For critical short-term needs, borrowing from a 401(k) account can be a better alternative to hardship withdrawals or high-interest forms of credit. The reason is that any money borrowed from a 401(k) account is tax-exempt, as long as you pay back the loan on time.
- Some employers allow participants to borrow against their 401(k) account, but there are limits on how much.
- A 401(k) loan will not affect the borrower's credit and does not require a credit check.
- A 401(k) loan can be better than another high-interest financing because the money borrowed is tax-exempt.
- If you default on the loan you will pay income taxes and may also be subject to an early withdrawal penalty.
- Depending on the plan, a borrower may not be able to make contributions if they have a loan outstanding.
What Is a 401(k) Loan?
Some employers allow participants to borrow against their 401(k) retirement savings plans. Borrowing from your own 401(k) will not affect your credit and does not require a credit check. For plans that allow loans, the loans must be repaid, with interest, within a prescribed time frame.
Tax Consequences of 401(k) Loans
You do not have to claim a 401(k) loan on your tax return. As long as the loan is paid back in a timely manner, the interest attached to certain plans is the only tax consequence. The term "interest" is a bit misleading because the funds go back into the participant's own account.
The borrower must use after-tax dollars to pay the interest. This means the government takes a portion of it twice—income tax is paid on the amount again when the borrower taps the account in retirement. However, 401(k) interest rates are typically modest so the double taxation has a relatively small impact. It is only significant when the amount borrowed is large and repaid over several years.
How Much You Can Borrow
The IRS allows loans of $50,000 or 50% of your vested balance, whichever is less. An exception is when the vested balance is less than $10,000. In that case you may be allowed to borrow as much as $10,000, provided the vested account value is at least $10,000. Each plan has its own limits for loans and is not required to offer them at all so check with your employer for specifics.
On March 27, President Trump signed a $2 trillion coronavirus emergency relief package. It doubles the amount of 401(k) money available as a loan to $100,000 and waives the 50% of balance limitation—and drops the early-withdrawal penalty if you default at younger than age 59½—but you'll need certification that you’ve been impacted by the COVID-19 pandemic.
As an example (under the traditional, non-coronavirus rules), if your vested balance is $15,000, you can borrow $10,000 because 50% is only $7,500. However, if your balance is $120,000, the maximum you can borrow is $50,000. With the introduction of the CARES Act, you would now be able to borrow $100,000 of that $120,000 but only if you have been affected by the coronavirus pandemic.
Defaulting on a 401(k) Loan
The tax consequences are significant for borrowers who default on a 401(k) loan.
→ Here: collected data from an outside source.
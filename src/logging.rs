use color_eyre::{eyre::eyre, Result};
use std::path::Path;
use tracing_appender::non_blocking::WorkerGuard;
use tracing_appender::rolling::{RollingFileAppender, Rotation};
use tracing_subscriber::{fmt, layer::SubscriberExt, util::SubscriberInitExt, EnvFilter};

/// Environment variable holding the log filter directives.
pub const LOG_ENV: &str = "KNXLOAD_LOG";

/// Install the global subscriber: a daily rolling file in `log_dir`, and
/// stderr as well when `verbose`.
///
/// The returned guard flushes the file writer on drop; keep it alive for the
/// life of the program.
pub fn init(log_dir: &Path, verbose: bool) -> Result<WorkerGuard> {
  let appender = RollingFileAppender::builder()
    .rotation(Rotation::DAILY)
    .filename_prefix("knxload")
    .filename_suffix("log")
    .build(log_dir)
    .map_err(|e| eyre!("Failed to create log file in {}: {}", log_dir.display(), e))?;
  let (writer, guard) = tracing_appender::non_blocking(appender);

  let filter = EnvFilter::try_from_env(LOG_ENV).unwrap_or_else(|_| EnvFilter::new("info"));
  let file_layer = fmt::layer().with_writer(writer).with_ansi(false);
  let stderr_layer = verbose.then(|| {
    fmt::layer()
      .with_writer(std::io::stderr)
      .with_target(false)
  });

  tracing_subscriber::registry()
    .with(filter)
    .with(file_layer)
    .with(stderr_layer)
    .try_init()
    .map_err(|e| eyre!("Failed to initialize logging: {}", e))?;

  Ok(guard)
}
Except in 2020 for the COVID-affected, those younger than 59½ years old will be subject to a 10% early withdrawal penalty in addition to paying income taxes on the outstanding balance.
Let's say you are younger than 59½, default on a loan with a $10,000 outstanding balance, and have an effective tax rate of 15%. By the time you file your annual tax return, you will owe the government $1,000 for the early-withdrawal penalty and another $1,500 in income tax (which would otherwise be deferred until retirement). Within one year, that $10,000 is down to $7,500.
401(k) Loan Risks
Some plans do not allow participants to make plan contributions if they have a loan outstanding. If you take five years to repay the loan, you will save nothing to your 401(k). That also means that will not benefit from the tax advantages of making payments to your retirement account.
You will also miss out on any matching contributions that your employer might provide while you are paying off the loan.
When to Opt for a 401(k) Loan
It is important to determine your ability to repay a 401(k) loan before proceeding. Most planners advise keeping your nest egg intact unless, for example, you can no longer pay your rent or mortgage, utility bills, or for groceries.
In short, if you need funds and are confident you can pay the loan back, the minimal tax consequences and ability to pad your account with interest can make these loans a viable option.
Milestone Asset Management Group LLC, Avon, CT
When you borrow money from your 401(k) plan there are no immediate taxes involved. However, when you pay off your loan, unlike 401(k) contributions that are made pre-tax, the loan payments are after-tax.
As soon as your loan payments hit your 401(k) plan, they become pre-tax money and, therefore, when you take it out later in life (retirement) you will be taxed on that amount again.
For example, you take out $10,000 as a loan, then start to pay it back into the plan with after-tax money. When you retire and withdraw that $10,000, it will be taxed again so the same pool of money is actually double taxed.